Anions widely exist in nature and living organisms, are closely related to human survival and development, and play an important role in medicine, catalysis, environmental science and other fields.^1–3 Due to the importance of anions in pharmacy and biological science, the design and synthesis of efficient anion receptors has attracted the intensive interest of scientists.^4,5 Compared with cations, anions have their own features, such as the radius of an anion is larger than a cation that has the same charge, the electrostatic attraction between a probe molecule and an anion is weaker than that between a probe molecule and a cation; an anion has a different geometry and the solvent effect has a great influence on the binding properties and selectivity of the anion; an anion is sensitive to the pH of solution, so the detection of anions must occur under a suitable pH environment.^6–8

Due to the development of industry, industrial and other anthropogenic processes have been releasing heavy-metal ions into the environment, such as Cr and Mn.^9–11 Among them, Mn(VII) is more hazardous to public health compared to other valence states, such as Mn(II) and Mn(VI), because of its greater stability and carcinogenic properties. For example, as for anion pollutants, MnO₄⁻ is the most commonly used strong oxidant in both laboratory and industrial applications and MnO₄⁻ has received great attention because it can cause severe damage to human health and the environment, which is a worldwide problem that is listed as a priority by the U.S. Environmental Protection Agency.^12,13 Therefore, the determination of Mn(VII) in environmental samples is of great importance.^14,15 There are many methods to detect MnO₄⁻, such as flame atomic absorption spectrophotometry and potassium periodate spectrophotometry, and the detection limit of luminescent probes to detect MnO₄⁻ could low as 0.28 μM.¹⁶

Moreover, aldehydes are widely used industrial raw material, mainly used in wood industry, textile industry, pesticides, dyes, etc. Formaldehyde is a strong pungent smell of gas, will bring great harm to the human body.¹⁷ The main harm of formaldehyde is the stimulation of the skin and mucous membranes. When it reach a certain concentration in room can make people feel uncomfortable, identified as first class of carcinogens in 2006. So the determination of aldehyde in environmental samples is of great importance.^18,19 Different kinds of gas sensing approaches have been used to measure aldehyde concentrations in air: such as cataluminescence,²⁰ gas chromatography,²¹ chemoresistivity (inorganic,²² organic,²³ and hybrid²⁴ materials), chemocapacitance,²⁵ bio-sensing,²⁶ amperometric electrochemical cells,²⁷ etc.

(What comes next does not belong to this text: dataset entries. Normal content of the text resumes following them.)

//! Mock collaborators for tests: the WAL, remote servers and the local
//! store, each recording what the shard asked of them.

use crate::engine::QueryProcessor;
use crate::protocol::{Request, Response, Series};
use crate::query::QuerySpec;
use crate::server::ClusterServer;
use crate::shard::ShardData;
use crate::store::{LocalShardDb, LocalShardStore};
use crate::wal::Wal;
use crate::write_buffer::WriteBuffer;
use crate::GenericError;
use async_trait::async_trait;
use parking_lot::Mutex;
use std::sync::atomic::{AtomicBool, AtomicU32, AtomicUsize, Ordering};
use std::sync::Arc;
use tokio::sync::mpsc;

/// A WAL that hands out sequential request numbers and records every
/// logged request.
#[derive(Debug, Default)]
pub struct MockWal {
    sequence: AtomicU32,
    error: Mutex<Option<String>>,
    requests: Mutex<Vec<Request>>,
}

impl MockWal {
    pub fn new() -> Self {
        Self::default()
    }

    /// Make every following log call fail with `message`.
    pub fn fail_with(&self, message: impl Into<String>) {
        *self.error.lock() = Some(message.into());
    }

    /// Requests logged so far.
    pub fn requests(&self) -> Vec<Request> {
        self.requests.lock().clone()
    }

    /// The request number most recently assigned.
    pub fn last_assigned(&self) -> u32 {
        self.sequence.load(Ordering::SeqCst)
    }
}

#[async_trait]
impl Wal for MockWal {
    async fn assign_sequence_numbers_and_log(
        &self,
        request: &mut Request,
        _shard: &ShardData,
    ) -> Result<u32, GenericError> {
        if let Some(message) = self.error.lock().clone() {
            return Err(message.into());
        }
        self.requests.lock().push(request.clone());
        Ok(self.sequence.fetch_add(1, Ordering::SeqCst) + 1)
    }
}

/// A remote server that records buffered writes and requests, and answers
/// `make_request` by streaming a scripted list of frames from its own task.
#[derive(Debug)]
pub struct MockClusterServer {
    id: u32,
    up: AtomicBool,
    script: Mutex<Vec<Response>>,
    buffered_writes: Mutex<Vec<Request>>,
    requests: Mutex<Vec<Request>>,
}

impl MockClusterServer {
    pub fn new(id: u32) -> Self {
        Self {
            id,
            up: AtomicBool::new(true),
            script: Mutex::new(vec![Response::end_stream()]),
            buffered_writes: Mutex::new(Vec::new()),
            requests: Mutex::new(Vec::new()),
        }
    }

    /// Replace the frames every `make_request` call streams back.
    pub fn with_responses(self, responses: Vec<Response>) -> Self {
        *self.script.lock() = responses;
        self
    }

    pub fn set_up(&self, up: bool) {
        self.up.store(up, Ordering::SeqCst);
    }

    pub fn buffered_writes(&self) -> Vec<Request> {
        self.buffered_writes.lock().clone()
    }

    pub fn requests(&self) -> Vec<Request> {
        self.requests.lock().clone()
    }
}

#[async_trait]
impl ClusterServer for MockClusterServer {
    fn id(&self) -> u32 {
        self.id
    }

    fn is_up(&self) -> bool {
        self.up.load(Ordering::SeqCst)
    }

    fn buffer_write(&self, request: Request) {
        self.buffered_writes.lock().push(request);
    }

    async fn make_request(&self, request: Request, response: mpsc::Sender<Response>) {
        self.requests.lock().push(request);
        let frames = self.script.lock().clone();
        tokio::spawn(async move {
            for frame in frames {
                if response.send(frame).await.is_err() {
                    break;
                }
            }
        });
    }
}

/// A backing shard that yields scripted series into the processor.
#[derive(Debug, Default)]
pub struct MockShardDb {
    series: Mutex<Vec<Series>>,
    query_error: Mutex<Option<String>>,
    queries: Mutex<Vec<QuerySpec>>,
    writes: Mutex<Vec<(String, Series)>>,
    dropped_databases: Mutex<Vec<String>>,
    drop_error: Mutex<Option<String>>,
    closed: AtomicBool,
}

impl MockShardDb {
    pub fn new() -> Self {
        Self::default()
    }

    pub fn yield_series(&self, series: Vec<Series>) {
        *self.series.lock() = series;
    }

    pub fn fail_queries_with(&self, message: impl Into<String>) {
        *self.query_error.lock() = Some(message.into());
    }

    pub fn fail_drops_with(&self, message: impl Into<String>) {
        *self.drop_error.lock() = Some(message.into());
    }

    pub fn queries(&self) -> Vec<QuerySpec> {
        self.queries.lock().clone()
    }

    pub fn writes(&self) -> Vec<(String, Series)> {
        self.writes.lock().clone()
    }

    pub fn dropped_databases(&self) -> Vec<String> {
        self.dropped_databases.lock().clone()
    }
}

#[async_trait]
impl LocalShardDb for MockShardDb {
    async fn write(&self, database: &str, series: &Series) -> Result<(), GenericError> {
        self.writes.lock().push((database.to_owned(), series.clone()));
        Ok(())
    }

    async fn query(
        &self,
        spec: &QuerySpec,
        processor: &mut dyn QueryProcessor,
    ) -> Result<(), GenericError> {
        self.queries.lock().push(spec.clone());
        if let Some(message) = self.query_error.lock().clone() {
            return Err(message.into());
        }
        let series = self.series.lock().clone();
        for s in series {
            if !processor.yield_series(s).await {
                break;
            }
        }
        Ok(())
    }

    async fn drop_database(&self, database: &str) -> Result<(), GenericError> {
        if let Some(message) = self.drop_error.lock().clone() {
            return Err(message.into());
        }
        self.dropped_databases.lock().push(database.to_owned());
        Ok(())
    }

    fn is_closed(&self) -> bool {
        self.closed.load(Ordering::SeqCst)
    }
}

/// A local store with one backing shard, counting checkouts and returns.
#[derive(Debug)]
pub struct MockShardStore {
    db: Arc<MockShardDb>,
    open_error: Mutex<Option<String>>,
    checkouts: AtomicUsize,
    returns: AtomicUsize,
    buffered_writes: Mutex<Vec<Request>>,
    writes: Mutex<Vec<Request>>,
    write_buffer: Mutex<Option<WriteBuffer>>,
    deleted_shards: Mutex<Vec<u32>>,
}

impl Default for MockShardStore {
    fn default() -> Self {
        Self::new()
    }
}

impl MockShardStore {
    pub fn new() -> Self {
        Self {
            db: Arc::new(MockShardDb::new()),
            open_error: Mutex::new(None),
            checkouts: AtomicUsize::new(0),
            returns: AtomicUsize::new(0),
            buffered_writes: Mutex::new(Vec::new()),
            writes: Mutex::new(Vec::new()),
            write_buffer: Mutex::new(None),
            deleted_shards: Mutex::new(Vec::new()),
        }
    }

    pub fn db(&self) -> &Arc<MockShardDb> {
        &self.db
    }

    /// Make the next open fail with `message`; opens after that succeed
    /// again.
    pub fn fail_next_open(&self, message: impl Into<String>) {
        *self.open_error.lock() = Some(message.into());
    }

    pub fn checkouts(&self) -> usize {
        self.checkouts.load(Ordering::SeqCst)
    }

    pub fn returns(&self) -> usize {
        self.returns.load(Ordering::SeqCst)
    }

    pub fn buffered_writes(&self) -> Vec<Request> {
        self.buffered_writes.lock().clone()
    }

    pub fn writes(&self) -> Vec<Request> {
        self.writes.lock().clone()
    }

    pub fn deleted_shards(&self) -> Vec<u32> {
        self.deleted_shards.lock().clone()
    }
}

impl LocalShardStore for MockShardStore {
    fn write(&self, request: &Request) -> Result<(), GenericError> {
        self.writes.lock().push(request.clone());
        Ok(())
    }

    fn buffer_write(&self, request: Request) {
        self.buffered_writes.lock().push(request);
    }

    fn set_write_buffer(&self, buffer: WriteBuffer) {
        *self.write_buffer.lock() = Some(buffer);
    }

    fn get_or_create_shard(&self, _shard_id: u32) -> Result<Arc<dyn LocalShardDb>, GenericError> {
        if let Some(message) = self.open_error.lock().take() {
            return Err(message.into());
        }
        self.checkouts.fetch_add(1, Ordering::SeqCst);
        Ok(Arc::clone(&self.db) as Arc<dyn LocalShardDb>)
    }

    fn return_shard(&self, _shard_id: u32) {
        self.returns.fetch_add(1, Ordering::SeqCst);
    }

    fn delete_shard(&self, shard_id: u32) -> Result<(), GenericError> {
        self.deleted_shards.lock().push(shard_id);
        Ok(())
    }
}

Besides, sulfur dioxide (SO₂) and its derivatives has vastly produced by the combustion of coal and fuels, exposure to SO₂ not only creates breathing problems but also and induce respiratory diseases, even if cancers.^28,29 Sulfur ions can exist stable in neutral and alkaline aqueous solution, but it can easily become to hydrogen sulfide under acidic conditions via chemical reaction. Hydrogen sulfide is an extremely malodorous toxic and corrosive gas, which can lead to olfactory fatigue, resulting in the loss of the sense of the sulfide smell.^30,31 Once water containing concentration which is higher than 0.5–1 mg L⁻¹ can poison fish. Nevertheless, the design of suitable fluorescent probe for sulfur and sulfate are also challenging. A variety of detection techniques have been developed for the determination of sulfide anion,³² such as titration,³³ spectrophotometry,³⁴ inductively coupled plasma atomic emission spectroscopy (ICP-AES),³⁵ electrochemical methods,³⁶ fluorimetry³⁷ and chemiluminescence methods³⁸ and the detection limit of S²⁻ and formaldehyde can low as 0.48 μM (ref. 39) and 36 μM (ref. 40) in the reported article, respectively.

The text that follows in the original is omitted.